**PROVIDED RECORDS:**
#![doc = include_str!("../README.md")]
#![doc(issue_tracker_base_url = "https://github.com/factordynamics/finstat/issues/")]
#![cfg_attr(docsrs, feature(doc_cfg, doc_auto_cfg))]
#![warn(missing_docs)]
#![forbid(unsafe_code)]

//! Financial statement pipeline.
//!
//! Write path: [`StatementDownloader`] batches identifiers, fetches the three
//! statements per batch, [`normalize`]s and [`merge_statements`], then replaces
//! the statement table once. [`IndustryCatalog`] keeps the classification
//! snapshot that scopes downloads and reads.
//!
//! Read path: [`StatementReader`] joins stored statements with the catalog,
//! [`PriceLookup`] supplies closing prices, and [`RatioEngine`] derives the
//! income, cost, efficiency and screening views.
//!
//! # Example
//!
//! ```rust,ignore
//! use std::sync::Arc;
//! use finstat::{FinstatConfig, IndustryCatalog, StatementDownloader};
//! use finstat::{CnInfoFetcher, DictionarySet, SqliteStore};
//!
//! #[tokio::main]
//! async fn main() -> finstat::Result<()> {
//!     let config = FinstatConfig::load("finstat.toml")?;
//!     let fetcher = Arc::new(CnInfoFetcher::connect(config.provider.clone()).await?);
//!     let layout = Arc::new(config.layout.clone());
//!     let store = Arc::new(SqliteStore::new(&config.database.path)?);
//!
//!     let catalog = IndustryCatalog::new(fetcher.clone(), layout.clone(), store.clone());
//!     catalog.refresh().await?;
//!
//!     let codes = catalog.peer_codes("格力电器").await?;
//!     let dictionaries = Arc::new(DictionarySet::load(&config.dictionary.path)?);
//!     let report = StatementDownloader::new(fetcher, layout, dictionaries, store)
//!         .with_options(config.pipeline)
//!         .download(&codes)
//!         .await?;
//!     println!("{report:?}");
//!     Ok(())
//! }
//! ```

// Core types and traits
pub use finstat_core::*;

// Stores
pub use finstat_store::InMemoryStore;
#[cfg(feature = "sqlite")]
pub use finstat_store::SqliteStore;

// Provider
pub use finstat_cninfo::{CnInfoConfig, CnInfoFetcher, CnInfoLayout};

mod catalog;
pub use catalog::IndustryCatalog;

mod config;
pub use config::{
    CLIENT_ID_VAR, CLIENT_SECRET_VAR, DatabaseConfig, DictionaryConfig, FinstatConfig,
};

mod merge;
pub use merge::{Alignment, concat_batches, merge_statements};

mod normalize;
pub use normalize::normalize;

mod pipeline;
pub use pipeline::{
    DEFAULT_BATCH_LIMIT, DEFAULT_REPORT_PERIOD, PipelineOptions, RunReport, RunStatus,
    StatementDownloader,
};

mod price;
pub use price::{PriceLookup, PriceOptions};

/// Derived ratios and views.
pub mod ratios;
pub use ratios::RatioEngine;

mod reader;
pub use reader::{Selection, StatementReader, attach_prices};

#[cfg(test)]
mod testing;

**TASK DETAILS:** Each entry above is to be copied out exactly.

**RESPONSE:**
#![doc = include_str!("../README.md")]
#![doc(issue_tracker_base_url = "https://github.com/factordynamics/finstat/issues/")]
#![cfg_attr(docsrs, feature(doc_cfg, doc_auto_cfg))]
#![warn(missing_docs)]
#![forbid(unsafe_code)]

//! Financial statement pipeline.
//!
//! Write path: [`StatementDownloader`] batches identifiers, fetches the three
//! statements per batch, [`normalize`]s and [`merge_statements`], then replaces
//! the statement table once. [`IndustryCatalog`] keeps the classification
//! snapshot that scopes downloads and reads.
//!
//! Read path: [`StatementReader`] joins stored statements with the catalog,
//! [`PriceLookup`] supplies closing prices, and [`RatioEngine`] derives the
//! income, cost, efficiency and screening views.
//!
//! # Example
//!
//! ```rust,ignore
//! use std::sync::Arc;
//! use finstat::{FinstatConfig, IndustryCatalog, StatementDownloader};
//! use finstat::{CnInfoFetcher, DictionarySet, SqliteStore};
//!
//! #[tokio::main]
//! async fn main() -> finstat::Result<()> {
//!     let config = FinstatConfig::load("finstat.toml")?;
//!     let fetcher = Arc::new(CnInfoFetcher::connect(config.provider.clone()).await?);
//!     let layout = Arc::new(config.layout.clone());
//!     let store = Arc::new(SqliteStore::new(&config.database.path)?);
//!
//!     let catalog = IndustryCatalog::new(fetcher.clone(), layout.clone(), store.clone());
//!     catalog.refresh().await?;
//!
//!     let codes = catalog.peer_codes("格力电器").await?;
//!     let dictionaries = Arc::new(DictionarySet::load(&config.dictionary.path)?);
//!     let report = StatementDownloader::new(fetcher, layout, dictionaries, store)
//!         .with_options(config.pipeline)
//!         .download(&codes)
//!         .await?;
//!     println!("{report:?}");
//!     Ok(())
//! }
//! ```

// Core types and traits
pub use finstat_core::*;

// Stores
pub use finstat_store::InMemoryStore;
#[cfg(feature = "sqlite")]
pub use finstat_store::SqliteStore;

// Provider
pub use finstat_cninfo::{CnInfoConfig, CnInfoFetcher, CnInfoLayout};

mod catalog;
pub use catalog::IndustryCatalog;

mod config;
pub use config::{
    CLIENT_ID_VAR, CLIENT_SECRET_VAR, DatabaseConfig, DictionaryConfig, FinstatConfig,
};

mod merge;
pub use merge::{Alignment, concat_batches, merge_statements};

mod normalize;
pub use normalize::normalize;

mod pipeline;
pub use pipeline::{
    DEFAULT_BATCH_LIMIT, DEFAULT_REPORT_PERIOD, PipelineOptions, RunReport, RunStatus,
    StatementDownloader,
};

mod price;
pub use price::{PriceLookup, PriceOptions};

/// Derived ratios and views.
pub mod ratios;
pub use ratios::RatioEngine;

mod reader;
pub use reader::{Selection, StatementReader, attach_prices};

#[cfg(test)]
mod testing;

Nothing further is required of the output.